Optimization of Biomass-Powered Organic Rankine Cycle

Background

Biomass energy, often referred to as conversion-from-biomass-to-energy, has long been recognised as a renewable source particularly suitable for low- and medium-temperature power generation systems. Biomass resources are abundant and versatile, producing both electricity and heat from agricultural residues, forestry waste, and energy crops. The Organic Rankine Cycle (ORC) has emerged as an effective technology for exploiting such resources, with applications ranging from small-scale decentralised rural electrification to large-scale industrial combined heat and power (CHP) systems. Despite these advantages, biomass-powered ORCs face limitations related to thermodynamic efficiency, economic viability, and environmental sustainability. These challenges are closely linked to factors such as working fluid selection, component design, and system configuration.

Methods

This review synthesises recent advances in optimisation strategies for biomass-powered ORC systems. Emphasis is placed on three major areas:

• Working fluid optimisation – evaluation of fluids and mixtures with lower global warming potential and better thermodynamic performance.

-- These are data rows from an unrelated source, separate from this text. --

//! # Fusion Matcher
//!
//! Pattern-based subgraph matching for dataflow graphs.
//!
//! This crate finds every occurrence of a template subgraph inside a larger
//! dataflow graph so that the region can be handed to a fusion rewrite.
//!
//! ## Features
//!
//! - **Pattern Templates**: Describe the region as an ordinary graph; its graph
//!   inputs act as wildcards and its graph outputs are the region's outputs
//! - **Lazy Matching**: `PatternMatcher` yields one self-contained match per call,
//!   in a reproducible order
//! - **Boundaries**: Every match reports its external inputs and outputs
//! - **Fusion**: Replace a matched region with a single node
//!
//! ## Example
//!
//! ```ignore
//! use fusion_matcher::prelude::*;
//!
//! let pattern = Pattern::new(template);
//! for m in PatternMatcher::new(pattern, Arc::new(graph)) {
//!     let boundary = m.to_subgraph_boundary()?;
//!     // ...
//! }
//! ```

#![warn(missing_docs)]
#![deny(unsafe_code)]

// ============================================================================
// Module declarations
// ============================================================================

pub mod error;
pub mod graph;
pub mod pattern;
pub mod traits;
pub mod transform;

#[cfg(test)]
pub(crate) mod test_util;

// ============================================================================
// Prelude module for convenient imports
// ============================================================================

/// Prelude module - import commonly used types with `use fusion_matcher::prelude::*`
pub mod prelude {
    pub use crate::error::{GraphError, GraphResult};
    pub use crate::graph::{AttrValue, Graph, InPort, NodeDef, NodeId, OutPort, Tensor};
    pub use crate::pattern::{
        find_all_matches, MatchResult, MatcherConfig, Pattern, PatternMatcher, SubgraphBoundary,
    };
    pub use crate::traits::GraphModel;
    pub use crate::transform::{fuse_all, replace_match, FusionResult};
}

// ============================================================================
// Crate-level re-exports
// ============================================================================

pub use error::{GraphError, GraphResult};
pub use traits::GraphModel;

// ============================================================================
// Version information
// ============================================================================

/// Crate version
pub const VERSION: &str = env!("CARGO_PKG_VERSION");
//! Graph map and list types
//!
//! Defines the storage types shared by the graph arena and the matcher.

use indexmap::IndexMap;
use rustc_hash::{FxHashMap, FxHashSet};
use smallvec::SmallVec;

use super::attr::AttrValue;
use super::node::{InPort, NodeId};

/// Consumers of one output port
/// SmallVec optimized for common case of 1-4 consumers
pub type ConsumerList = SmallVec<[InPort; 4]>;

/// Type alias for attribute map: attribute name → value (order preserved)
pub type AttrMap = IndexMap<String, AttrValue>;

/// Type alias for name map: node name → node handle
pub type NameMap = FxHashMap<String, NodeId>;

/// Set of node handles
pub type NodeSet = FxHashSet<NodeId>;
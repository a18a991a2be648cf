//! Benchmark for pattern matching
//!
//! Run with: cargo bench

use std::sync::Arc;

use criterion::{black_box, criterion_group, criterion_main, BenchmarkId, Criterion};
use fusion_matcher::graph::{Graph, NodeDef};
use fusion_matcher::pattern::{MatcherConfig, Pattern, PatternMatcher};

/// `blocks` copies of data -> abs -> {exp, relu} -> add, chained through add
fn make_target(blocks: usize) -> Graph {
    let mut graph = Graph::new("bench");
    let mut prev = graph.add_input("data").unwrap().out(0);
    for i in 0..blocks {
        let abs = graph
            .add_op(NodeDef::new(format!("abs_{i}"), "Abs"), &[prev])
            .unwrap();
        let exp = graph
            .add_op(NodeDef::new(format!("exp_{i}"), "Exp"), &[abs.out(0)])
            .unwrap();
        let relu = graph
            .add_op(NodeDef::new(format!("relu_{i}"), "Relu"), &[abs.out(0)])
            .unwrap();
        prev = graph
            .add_op(
                NodeDef::new(format!("add_{i}"), "Add").inputs(2),
                &[exp.out(0), relu.out(0)],
            )
            .unwrap()
            .out(0);
    }
    graph.add_output(prev).unwrap();
    graph
}

fn make_pattern() -> Pattern {
    let mut graph = Graph::new("abs_exp_relu");
    let data = graph.add_input("data").unwrap();
    let abs = graph.add_op(NodeDef::new("abs1", "Abs"), &[data.out(0)]).unwrap();
    let exp = graph.add_op(NodeDef::new("exp1", "Exp"), &[abs.out(0)]).unwrap();
    let relu = graph.add_op(NodeDef::new("relu1", "Relu"), &[abs.out(0)]).unwrap();
    graph.add_output(exp.out(0)).unwrap();
    graph.add_output(relu.out(0)).unwrap();
    Pattern::new(graph)
}

fn match_benchmark(c: &mut Criterion) {
    let mut group = c.benchmark_group("match_all");
    for blocks in [16, 256, 4096] {
        let target = Arc::new(make_target(blocks));
        group.bench_with_input(BenchmarkId::from_parameter(blocks), &target, |b, target| {
            b.iter(|| {
                let matcher = PatternMatcher::with_config(
                    make_pattern(),
                    Arc::clone(target),
                    MatcherConfig::default(),
                );
                black_box(matcher.count())
            })
        });
    }
    group.finish();
}

criterion_group!(benches, match_benchmark);
criterion_main!(benches);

• Component and system design – optimisation of heat exchangers, turbines, and layout for improved exergy efficiency.


• Hybridisation and multi-objective approaches – integration with solar energy, part-load operation analysis, and thermoeconomic methods that simultaneously address performance, cost, and environmental impacts.

Results

The literature indicates that optimised working fluid selection and improved heat exchanger design can enhance system efficiency by approximately 10–20%. Hybrid solar–biomass configurations demonstrate superior flexibility, enhanced efficiency, and reduced carbon emissions compared to stand-alone biomass systems. Moreover, multi-objective optimisation frameworks provide balanced solutions that improve energy and exergy efficiency while reducing the levelised cost of electricity (LCOE). Despite these advances, significant research gaps remain, particularly in the areas of large-scale demonstration, advanced control strategies, and integration with polygeneration systems.

Conclusion

Biomass-powered ORCs have the potential to become cost-effective and sustainable solutions within the global low-carbon energy transition. Achieving this requires systematic optimisation across thermodynamic, economic, and environmental dimensions. With further progress in hybridisation strategies, digitalised control systems, and large-scale validation, optimised biomass-ORC technologies could play a central role in delivering reliable, clean, and efficient energy on both small and large scales.